If you test for tapeworm in Spring/Autumn then you will have had a worm egg count and an EquiSal saliva test to complete for your horse(s) in either September, October or November.
Going into the winter months encysted redworm and potentially bots are therefore the main parasites to target.
- Between December and February we’ll send a worm egg count. Test your horse and WHATEVER the result, treat for encysted redworm.
- Moxidectin is the preferred treatment for encysted redworm, particularly if targeting bots at the same time.
- There are circumstances where a 5 day course of fenbendazole is more appropriate to treat encysted redworm where moxidectin is contra-indicated and for young horses under four who are also susceptible to roundworm infection.
- If the winter worm egg count comes back positive, we’ll send you a reduction test to help monitor drug resistance and check that treatment has been effective. Worm and 10-14 days later take another worm egg count.

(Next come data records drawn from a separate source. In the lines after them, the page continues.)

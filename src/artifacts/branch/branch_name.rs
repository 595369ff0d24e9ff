use crate::artifacts::branch::INVALID_BRANCH_NAME_REGEX;
use crate::errors::{Error, Result};

pub const REF_PREFIX: &str = "refs/heads/";

#[derive(Debug, Clone, PartialEq, Eq, Hash, PartialOrd, Ord)]
pub struct BranchName(String);

impl BranchName {
    pub fn try_parse(name: String) -> Result<Self> {
        if name.is_empty() {
            return Err(Error::InvalidBranchName(name));
        }

        let re = regex::Regex::new(INVALID_BRANCH_NAME_REGEX)
            .map_err(|e| Error::malformed("branch name regex", e))?;

        if re.is_match(&name) {
            Err(Error::InvalidBranchName(name))
        } else {
            Ok(Self(name))
        }
    }

    /// Parse the target of a symbolic ref such as `refs/heads/main`
    pub fn try_parse_ref_path(ref_path: &str) -> Result<Self> {
        let name = ref_path.strip_prefix(REF_PREFIX).ok_or_else(|| {
            Error::malformed(
                "HEAD",
                format!("symbolic ref must start with '{REF_PREFIX}', got '{ref_path}'"),
            )
        })?;

        Self::try_parse(name.to_string())
    }

    /// Path of the branch ref relative to the repository directory
    pub fn to_ref_path(&self) -> String {
        format!("{}{}", REF_PREFIX, self.0)
    }
}

impl AsRef<str> for BranchName {
    fn as_ref(&self) -> &str {
        &self.0
    }
}

impl std::fmt::Display for BranchName {
    fn fmt(&self, f: &mut std::fmt::Formatter<'_>) -> std::fmt::Result {
        write!(f, "{}", self.0)
    }
}
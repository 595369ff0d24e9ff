use crate::areas::repository::Repository;
use crate::artifacts::log::rev_list::{CommitSummary, RevList};
use crate::errors::Result;
use colored::Colorize;
use std::io::Write;

#[derive(Debug, Clone, Default)]
pub struct LogOptions {
    pub oneline: bool,
}

impl Repository {
    /// History of the current branch, most recent first
    pub fn history(&self) -> Result<Vec<CommitSummary>> {
        RevList::new(self.database(), self.refs().current_commit()?).history()
    }

    pub fn log(&self, opts: &LogOptions) -> Result<()> {
        let (branch, _) = self.refs().current_branch()?;

        for (position, summary) in self.history()?.iter().enumerate() {
            let decoration = if position == 0 {
                format!(" ({})", format!("HEAD -> {branch}").as_str().cyan())
            } else {
                String::new()
            };

            if opts.oneline {
                self.show_commit_oneline(summary, &decoration)?;
            } else {
                if position > 0 {
                    writeln!(self.writer())?;
                }
                self.show_commit_medium(summary, &decoration)?;
            }
        }

        Ok(())
    }

    fn show_commit_medium(&self, summary: &CommitSummary, decoration: &str) -> Result<()> {
        writeln!(
            self.writer(),
            "{}{}",
            format!("commit {}", summary.oid).as_str().yellow(),
            decoration
        )?;
        if summary.parents.len() > 1 {
            let parents = summary
                .parents
                .iter()
                .map(|parent| parent.to_short_oid())
                .collect::<Vec<_>>()
                .join(" ");
            writeln!(self.writer(), "Merge: {parents}")?;
        }
        writeln!(self.writer(), "Author: {}", summary.author)?;
        writeln!(self.writer(), "Date:   {}", summary.readable_timestamp())?;
        writeln!(self.writer())?;
        for message_line in summary.message.lines() {
            writeln!(self.writer(), "    {}", message_line)?;
        }

        Ok(())
    }

    fn show_commit_oneline(&self, summary: &CommitSummary, decoration: &str) -> Result<()> {
        writeln!(
            self.writer(),
            "{}{} {}",
            summary.oid.to_short_oid().as_str().yellow(),
            decoration,
            summary.short_message()
        )?;

        Ok(())
    }
}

- Horses on the high risk programme will worm count again later in the winter – in exceptional circumstances a second treatment for encysted redworm may be required.
NEW! Small Redworm Blood Test
According to advice, horses with previous faecal egg count results >200epg within the last year are considered high risk and may not be appropriate for this innovative new test, so should receive a routine treatment.
If your horse is classed as low risk <200epg within the last year, is in a closed herd with good paddock management and there is frequent poo picking, then chat to your vet further about this test.
Every horse that does not require a moxidectin dose is helping preserve to the chemical and delay resistance.
If you are not sure what the results mean then contact us for more detailed information via email or phone.
Moxidectin shouldn't be given to underweight horses, foals under 4 months old (6.5 months if also combined with praziquantel) and isn't licenced for donkeys. We also advise caution if using it in miniature Shetlands unless you can calculate dosage accurately. This is because the active ingredient is stored in body fat and these animals don't have sufficient stores to take up the drug.